Four topics are discussed in the proposal: explicit and approximate computations of universal barrier functions for various classes of semi-infinite programming problems, infinite-dimensional primal-dual algorithms with applications to multi-criteria and robust control problems, wireless communication and global optimization based on convex relaxations and a generalization of the theory of interior-point algorithms to Riemannian manifolds. Proposal introduces several new ideas and techniques for better undersanding the mathematical structure of interior-point algorithms. PI heavily relies upon classical results of M. Krein, A. Nudelman, I. Schoenberg on multidimensional versions of isoperimetric inequalities and totally positive matrices in computation of new important classes of universal barrier functions, on the theory of infinite-dimensional Jordan algebras for the analysis of infinite-dimensional primal-dual algorithms and control applications. PI brings some number-theoretic ideas related to Hilbert identities and classical constructions of so-called spherical designs to the global optimization. Semi-infinite programming problems appear in various applications: separation of sets in pattern recognition (e.g. medical diagnostics , identification with applications in home land security), environmental policies, robustness in Bayesian statistics, optimal experimental design in regression, the efficiency of industrial processes, filtering design in electrical engineering etc. The progress in resolving algorithmic issues for this class of problems may potentially have a tremendous impact on various applications (especially, in the situations where fast and optimal online decisions are necessary). Development of software for solving robust , multi-criteria control problems may be of importance in such diverse applications as stabilization of various complex structures in extreme situations (earthquakes, overloads of energy systems), prediction of the behavior of stock markets and control of spacecrafts.
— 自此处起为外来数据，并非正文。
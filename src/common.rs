//! Common data types.

use serde::Serialize;

/// Resource demand of a single VM placement request.
#[derive(Serialize, Clone)]
pub struct Allocation {
    pub id: u32,
    pub cpu_usage: u32,
    pub memory_usage: u64,
    /// Requested bandwidth on one of the rack's shared bandwidth units.
    /// Zero means the VM does not consume rack bandwidth.
    pub bandwidth_usage: u64,
}

/// Result of checking whether an allocation currently fits on a host.
#[derive(Debug, PartialEq)]
pub enum AllocationVerdict {
    NotEnoughCPU,
    NotEnoughMemory,
    NotEnoughBandwidth,
    Success,
    HostNotFound,
}

/// Free-capacity point of a host: fractions of CPU and memory capacity that
/// are currently unallocated (1 = fully free). Fractions can go negative on
/// overcommit, which the placement algorithms report as an inconsistency.
///
/// Used as the valuation cache key. Two points denote the same cache entry
/// only if both coordinates match bit-for-bit (`f64::to_bits`), so e.g. `0.0`
/// and `-0.0` are distinct keys. This exact-equality identity is intentional
/// and must not be replaced with a tolerance-based comparison.
#[derive(Clone, Copy, Debug, PartialEq, Serialize)]
pub struct ResourcePoint {
    pub cpu: f64,
    pub memory: f64,
}

impl ResourcePoint {
    pub fn new(cpu: f64, memory: f64) -> Self {
        Self { cpu, memory }
    }

    /// Bit-level identity of the point used for memoization.
    pub(crate) fn bits(&self) -> (u64, u64) {
        (self.cpu.to_bits(), self.memory.to_bits())
    }
}

/// Free-capacity fraction of one shared bandwidth unit.
pub type BandwidthPoint = f64;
四个主题的建议进行了讨论：明确和近似计算的通用障碍函数的各类半无限规划问题，无限维原始对偶算法与应用程序的多准则和鲁棒控制问题，无线通信和全局优化的基础上凸松弛和推广的理论的边界点算法黎曼流形。提出了一些新的思想和技术，以更好地理解的数学结构的邻域点算法。PI严重依赖于M. Krein，A.努德曼岛勋伯格在多维版本的等周不等式和完全正矩阵的计算新的重要类的普遍障碍函数，对理论的无限维约旦代数的分析无限维原始对偶算法和控制的应用。PI带来了一些数论思想有关希尔伯特恒等式和经典结构的所谓的球形设计的全局优化。 半无限规划问题出现在各种应用中：模式识别中的集合分离（例如医疗诊断、在国土安全中的应用）、环境政策、贝叶斯统计的稳健性、回归中的最佳实验设计、工业过程的效率、解决这类问题的算法问题的进展可能对各种应用产生巨大影响（特别是在需要快速和最佳在线决策的情况下）。开发解决鲁棒多准则控制问题的软件在极端情况下（地震、能源系统过载）各种复杂结构的稳定、股票市场行为的预测和航天器的控制等各种应用中可能具有重要意义。